XLI

THE FALL OF THE LEAF

Once more has the Equinox come and dropped into the past. Autumn—the Fall, as our older and more poetic term had it to balance the image of Spring, and as America still prefers to call it—is about us.

We disagree radically with Chateaubriand’s estimate of the “russet and silver days.”

“A moral character” ‹thus does the Father of Romantisme meditate, in his usual melancholy mood, upon the season of shortening days and long-drawing nights› “is attached to autumnal scenes.... The leaves falling like our years, the flowers withdrawing like our hours, the colours of the clouds fading like our illusions, the light waning like our intelligence, the sun growing colder like our affections, the rivers becoming frozen like our lives—everything about Autumn bears secret relations to our destinies....”
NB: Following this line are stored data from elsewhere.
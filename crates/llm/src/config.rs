//! Provider connection settings.

use std::fmt;
use std::time::Duration;

use domain::{HiveError, ModelName, ProviderName};

/// OpenAI's public endpoint; any compatible server can be substituted.
pub const DEFAULT_API_BASE: &str = "https://api.openai.com/v1";

pub const DEFAULT_MODEL: &str = "gpt-4o-mini";

pub const DEFAULT_TIMEOUT: Duration = Duration::from_secs(60);

/// Connection settings for an OpenAI-compatible chat completions endpoint.
#[derive(Clone)]
pub struct ProviderConfig {
    /// Label used in errors and logs.
    pub name: ProviderName,
    /// Base URL without the trailing `/chat/completions`.
    pub api_base: String,
    pub api_key: String,
    /// Model used when the caller does not pick one.
    pub default_model: ModelName,
    pub timeout: Duration,
}

// The key never appears in logs.
impl fmt::Debug for ProviderConfig {
    fn fmt(&self, f: &mut fmt::Formatter<'_>) -> fmt::Result {
        f.debug_struct("ProviderConfig")
            .field("name", &self.name)
            .field("api_base", &self.api_base)
            .field("api_key", &mask_api_key(&self.api_key))
            .field("default_model", &self.default_model)
            .field("timeout", &self.timeout)
            .finish()
    }
}

fn mask_api_key(key: &str) -> String {
    if key.len() <= 8 || !key.is_ascii() {
        return "****".to_string();
    }
    format!("{}...{}", &key[..4], &key[key.len() - 4..])
}

impl ProviderConfig {
    /// Settings for `api_key` against the default endpoint and model.
    pub fn new(api_key: impl Into<String>) -> Result<Self, HiveError> {
        Ok(Self {
            name: provider_name("openai")?,
            api_base: DEFAULT_API_BASE.to_string(),
            api_key: api_key.into(),
            default_model: model_name(DEFAULT_MODEL)?,
            timeout: DEFAULT_TIMEOUT,
        })
    }

    /// Reads `HIVE_API_KEY` (required), `HIVE_API_BASE`, `HIVE_MODEL` and
    /// `HIVE_REQUEST_TIMEOUT_SECS` from the process environment.
    pub fn from_env() -> Result<Self, HiveError> {
        Self::from_lookup(|key| std::env::var(key).ok())
    }

    /// [`from_env`](Self::from_env) over an arbitrary variable source.
    pub fn from_lookup(lookup: impl Fn(&str) -> Option<String>) -> Result<Self, HiveError> {
        let api_key = lookup("HIVE_API_KEY")
            .filter(|k| !k.trim().is_empty())
            .ok_or_else(|| HiveError::configuration("HIVE_API_KEY is not set"))?;
        let mut config = Self::new(api_key)?;

        if let Some(base) = lookup("HIVE_API_BASE") {
            config = config.with_api_base(base)?;
        }
        if let Some(model) = lookup("HIVE_MODEL") {
            config.default_model = model_name(&model)?;
        }
        if let Some(raw) = lookup("HIVE_REQUEST_TIMEOUT_SECS") {
            let secs: u64 = raw.trim().parse().map_err(|_| {
                HiveError::configuration(format!(
                    "HIVE_REQUEST_TIMEOUT_SECS must be a whole number of seconds (got '{raw}')"
                ))
            })?;
            if secs == 0 {
                return Err(HiveError::configuration(
                    "HIVE_REQUEST_TIMEOUT_SECS must be positive",
                ));
            }
            config.timeout = Duration::from_secs(secs);
        }
        Ok(config)
    }

    pub fn with_api_base(mut self, base: impl Into<String>) -> Result<Self, HiveError> {
        let base = base.into();
        let base = base.trim().trim_end_matches('/');
        if !(base.starts_with("http://") || base.starts_with("https://")) {
            return Err(HiveError::configuration(format!(
                "API base must be an http(s) URL (got '{base}')"
            )));
        }
        self.api_base = base.to_string();
        Ok(self)
    }

    pub fn with_name(mut self, name: &str) -> Result<Self, HiveError> {
        self.name = provider_name(name)?;
        Ok(self)
    }

    pub fn with_timeout(mut self, timeout: Duration) -> Self {
        self.timeout = timeout;
        self
    }

    pub(crate) fn completions_url(&self) -> String {
        format!("{}/chat/completions", self.api_base)
    }
}

fn provider_name(name: &str) -> Result<ProviderName, HiveError> {
    ProviderName::new(name)
        .ok_or_else(|| HiveError::configuration("provider name must not be empty"))
}

fn model_name(model: &str) -> Result<ModelName, HiveError> {
    ModelName::new(model.trim())
        .ok_or_else(|| HiveError::configuration("model name must not be empty"))
}
//! Hive execution engine.
//!
//! Turns a queue of tasks into bounded, concurrent, retried, cached and
//! cost-accounted provider calls.
//!
//! ## Architectural Layer
//!
//! **Orchestration layer.** The engine sequences calls between the business
//! types in [`domain`] and the injected ports ([`domain::LlmProvider`],
//! [`domain::TaskStore`]). It performs no network or disk I/O itself.
//!
//! | Module | Responsibility |
//! |--------|----------------|
//! | [`retry`] | Exponential backoff with jitter around async calls |
//! | [`cache`] | Fingerprinted, TTL-bounded cache of deterministic requests |
//! | [`cost`] | Per-call cost ledger with an optional hard budget |
//! | [`batch`] | Chunked, order-preserving bounded-concurrency execution |
//! | [`pool`] | Task pool over an explicit task store |
//! | [`swarm`] | Claim/dispatch loop draining a pool through workers |
//! | [`orchestrator`] | Composition of the above, plus the LLM-backed worker |

pub mod batch;
pub mod cache;
pub mod config;
pub mod cost;
pub mod orchestrator;
pub mod pool;
pub mod retry;
pub mod swarm;

pub use batch::{BatchOutcome, BatchProcessor, BatchProgress, ErrorAction};
pub use cache::{fingerprint, CacheConfig, CacheEntry, CacheStats, RequestCache};
pub use config::{BatchConfig, EngineConfig, SwarmConfig};
pub use cost::{CostEntry, CostSummary, CostTracker, ModelPrice, PriceTable, FALLBACK_PRICE};
pub use orchestrator::{BudgetRun, CallContext, LlmWorker, Orchestrator};
pub use pool::{MemoryTaskStore, TaskPool};
pub use retry::{RetryConfig, RetryEvent, RetryPolicy};
pub use swarm::{can_take, StartOptions, Swarm, SwarmRunSummary, SwarmStatus, Worker};
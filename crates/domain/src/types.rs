//! Shared value types for the Hive execution domain.
//!
//! Unlike the newtype identifiers in [`crate::identifiers`], these types carry
//! meaningful values with invariants (e.g. costs are finite and non-negative,
//! token counts are non-negative integers) and participate in domain
//! computations.

use chrono::{DateTime, Utc};
use serde::{Deserialize, Serialize};

// ---------------------------------------------------------------------------
// Token and cost types
// ---------------------------------------------------------------------------

/// Number of tokens consumed in an LLM API call.
#[derive(Debug, Clone, Copy, Default, PartialEq, Eq, PartialOrd, Ord, Hash, Serialize, Deserialize)]
pub struct TokenCount(u64);

impl TokenCount {
    /// Creates a [`TokenCount`] from a raw integer.
    pub fn new(count: u64) -> Self {
        Self(count)
    }

    /// Returns the underlying integer value.
    pub fn as_u64(self) -> u64 {
        self.0
    }

    /// Returns `true` if this count is zero.
    pub fn is_zero(self) -> bool {
        self.0 == 0
    }
}

impl std::fmt::Display for TokenCount {
    fn fmt(&self, f: &mut std::fmt::Formatter<'_>) -> std::fmt::Result {
        write!(f, "{}", self.0)
    }
}

impl std::ops::Add for TokenCount {
    type Output = Self;
    fn add(self, rhs: Self) -> Self {
        Self(self.0 + rhs.0)
    }
}

impl std::ops::AddAssign for TokenCount {
    fn add_assign(&mut self, rhs: Self) {
        self.0 += rhs.0;
    }
}

// ---------------------------------------------------------------------------

/// Token usage as reported by a provider for one completion.
///
/// Counts are signed because they arrive from outside the process; negative
/// values are representable here so they can be rejected during cost
/// recording instead of silently wrapping.
#[derive(Debug, Clone, Copy, Default, PartialEq, Eq, Hash, Serialize, Deserialize)]
pub struct Usage {
    /// Tokens in the request (system prompt + messages).
    pub prompt_tokens: i64,
    /// Tokens generated by the model.
    pub completion_tokens: i64,
}

impl Usage {
    /// Creates a [`Usage`] from raw provider counts.
    pub fn new(prompt_tokens: i64, completion_tokens: i64) -> Self {
        Self {
            prompt_tokens,
            completion_tokens,
        }
    }

    /// Returns the validated `(prompt, completion)` counts, or `None` if
    /// either count is negative.
    pub fn token_counts(self) -> Option<(TokenCount, TokenCount)> {
        let prompt = u64::try_from(self.prompt_tokens).ok()?;
        let completion = u64::try_from(self.completion_tokens).ok()?;
        Some((TokenCount::new(prompt), TokenCount::new(completion)))
    }
}

// ---------------------------------------------------------------------------

/// Monetary cost of LLM token usage, expressed in US dollars.
///
/// Used for per-call, per-agent, and per-run cost tracking. Arithmetic
/// operations are provided; callers are responsible for rounding to suitable
/// display precision.
#[derive(Debug, Clone, Copy, PartialEq, PartialOrd, Serialize, Deserialize)]
pub struct TokenCost(f64);

impl TokenCost {
    /// Creates a [`TokenCost`] from a raw float value (USD).
    ///
    /// Returns `None` if `value` is negative, infinite, or NaN.
    #[must_use]
    pub fn new(value: f64) -> Option<Self> {
        if value.is_finite() && value >= 0.0 {
            Some(Self(value))
        } else {
            None
        }
    }

    /// Creates a [`TokenCost`] of exactly zero.
    pub fn zero() -> Self {
        Self(0.0)
    }

    /// Returns the underlying `f64` value (USD).
    pub fn as_f64(self) -> f64 {
        self.0
    }

    /// Returns `true` if this cost is zero.
    pub fn is_zero(self) -> bool {
        self.0 == 0.0
    }
}

impl Default for TokenCost {
    fn default() -> Self {
        Self::zero()
    }
}

impl std::fmt::Display for TokenCost {
    fn fmt(&self, f: &mut std::fmt::Formatter<'_>) -> std::fmt::Result {
        write!(f, "${:.6}", self.0)
    }
}

impl std::ops::Add for TokenCost {
    type Output = Self;
    fn add(self, rhs: Self) -> Self {
        Self(self.0 + rhs.0)
    }
}

impl std::ops::AddAssign for TokenCost {
    fn add_assign(&mut self, rhs: Self) {
        self.0 += rhs.0;
    }
}

impl std::iter::Sum for TokenCost {
    fn sum<I: Iterator<Item = Self>>(iter: I) -> Self {
        iter.fold(Self::zero(), |acc, c| acc + c)
    }
}

// ---------------------------------------------------------------------------

/// Slack (USD) for binary rounding when summed decimal prices are compared
/// against a budget.
const BUDGET_TOLERANCE: f64 = 1e-9;

/// Maximum total token cost permitted for one cost ledger.
#[derive(Debug, Clone, Copy, PartialEq, PartialOrd, Serialize, Deserialize)]
pub struct CostBudget(f64);

impl CostBudget {
    /// Creates a [`CostBudget`] cap (USD).
    ///
    /// Returns `None` if `limit` is not strictly positive, infinite, or NaN.
    #[must_use]
    pub fn new(limit: f64) -> Option<Self> {
        if limit.is_finite() && limit > 0.0 {
            Some(Self(limit))
        } else {
            None
        }
    }

    /// Returns the budget limit as a `f64` (USD).
    pub fn as_f64(self) -> f64 {
        self.0
    }

    /// Returns `true` if `accumulated` is strictly above this budget.
    ///
    /// Spending exactly up to the limit is allowed, including totals that
    /// only overshoot it by float rounding (`0.1 + 0.1 + 0.1` against `0.3`).
    pub fn is_exceeded_by(self, accumulated: TokenCost) -> bool {
        accumulated.as_f64() > self.0 + BUDGET_TOLERANCE
    }

    /// Returns `true` if `accumulated` has reached the limit, leaving nothing
    /// to spend on further calls.
    pub fn is_exhausted_by(self, accumulated: TokenCost) -> bool {
        accumulated.as_f64() >= self.0 - BUDGET_TOLERANCE
    }

    /// Returns the amount left before the limit is reached (never negative).
    pub fn remaining_after(self, accumulated: TokenCost) -> TokenCost {
        let remaining = self.0 - accumulated.as_f64();
        if remaining <= BUDGET_TOLERANCE {
            TokenCost::zero()
        } else {
            TokenCost(remaining)
        }
    }
}

impl std::fmt::Display for CostBudget {
    fn fmt(&self, f: &mut std::fmt::Formatter<'_>) -> std::fmt::Result {
        write!(f, "${:.6}", self.0)
    }
}

// ---------------------------------------------------------------------------
// Time
// ---------------------------------------------------------------------------

/// A UTC wall-clock timestamp.
///
/// Wraps [`chrono::DateTime<Utc>`] so callers never depend on `chrono` types
/// directly; the underlying representation can change without affecting the
/// domain API.
#[derive(Debug, Clone, Copy, PartialEq, Eq, PartialOrd, Ord, Hash, Serialize, Deserialize)]
pub struct Timestamp(DateTime<Utc>);

impl Timestamp {
    /// Returns the current UTC time as a [`Timestamp`].
    pub fn now() -> Self {
        Self(Utc::now())
    }

    /// Creates a [`Timestamp`] from a [`DateTime<Utc>`].
    pub fn from_utc(dt: DateTime<Utc>) -> Self {
        Self(dt)
    }

    /// Returns the underlying [`DateTime<Utc>`].
    pub fn as_datetime(self) -> DateTime<Utc> {
        self.0
    }

    /// Returns this timestamp shifted forward by `delta`, saturating at the
    /// maximum representable time.
    pub fn plus(self, delta: std::time::Duration) -> Self {
        chrono::Duration::from_std(delta)
            .ok()
            .and_then(|d| self.0.checked_add_signed(d))
            .map(Self)
            .unwrap_or(Self(DateTime::<Utc>::MAX_UTC))
    }

    /// Returns the later of `self` and `other`.
    pub fn max(self, other: Self) -> Self {
        if other > self {
            other
        } else {
            self
        }
    }
}

impl std::fmt::Display for Timestamp {
    fn fmt(&self, f: &mut std::fmt::Formatter<'_>) -> std::fmt::Result {
        write!(f, "{}", self.0.to_rfc3339())
    }
}

#[cfg(test)]
mod tests {
    use super::*;
    use std::time::Duration;

    #[test]
    fn test_usage_rejects_negative_counts() {
        assert!(Usage::new(-1, 10).token_counts().is_none());
        assert!(Usage::new(10, -1).token_counts().is_none());

        let (prompt, completion) = Usage::new(12, 30).token_counts().unwrap();
        assert_eq!(prompt.as_u64(), 12);
        assert_eq!(completion.as_u64(), 30);
    }

    #[test]
    fn test_budget_allows_spending_exactly_the_limit() {
        let budget = CostBudget::new(1.0).unwrap();
        assert!(!budget.is_exceeded_by(TokenCost::new(1.0).unwrap()));
        assert!(budget.is_exhausted_by(TokenCost::new(1.0).unwrap()));
        assert!(budget.is_exceeded_by(TokenCost::new(1.000_001).unwrap()));
        assert_eq!(
            budget.remaining_after(TokenCost::new(1.5).unwrap()),
            TokenCost::zero()
        );
    }

    #[test]
    fn test_budget_ignores_rounding_in_summed_prices() {
        let budget = CostBudget::new(0.3).unwrap();
        let dime = TokenCost::new(0.1).unwrap();
        let spent: TokenCost = [dime, dime, dime].into_iter().sum();
        assert!(spent.as_f64() > 0.3);
        assert!(!budget.is_exceeded_by(spent));
        assert!(budget.is_exhausted_by(spent));
        assert_eq!(budget.remaining_after(spent), TokenCost::zero());
        assert!(budget.is_exceeded_by(spent + dime));
        assert!(!budget.is_exhausted_by(dime + dime));
    }

    #[test]
    fn test_budget_rejects_non_positive_limits() {
        assert!(CostBudget::new(0.0).is_none());
        assert!(CostBudget::new(-3.0).is_none());
        assert!(CostBudget::new(f64::NAN).is_none());
    }

    #[test]
    fn test_timestamp_plus_moves_forward() {
        let start = Timestamp::now();
        let later = start.plus(Duration::from_secs(5));
        assert!(later > start);
        assert_eq!(start.max(later), later);
        assert_eq!(later.max(start), later);
    }
}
Yes, we disagree with every one of these similes. Rather should Autumn be considered as the happy season of the task accomplished. The wine is pressed and stored, the fruit is garnered.... In the garden it is the time of eager preparation against new delights, another year; of solicitude for the treasures of beauty which are to brighten another Spring, another Summer. The seed of the dying Annuals has been saved; the more tender of the Perennials are timely withdrawn into shelter, while the hardier are cosily tucked in their own bed for the coming long winter sleep. It is the time of the tidying down and of the confident “good night—till next year!”

“Colder, like our affections,” indeed! What will not love of rhetoric perpetrate?—and Christmastide drawing on apace!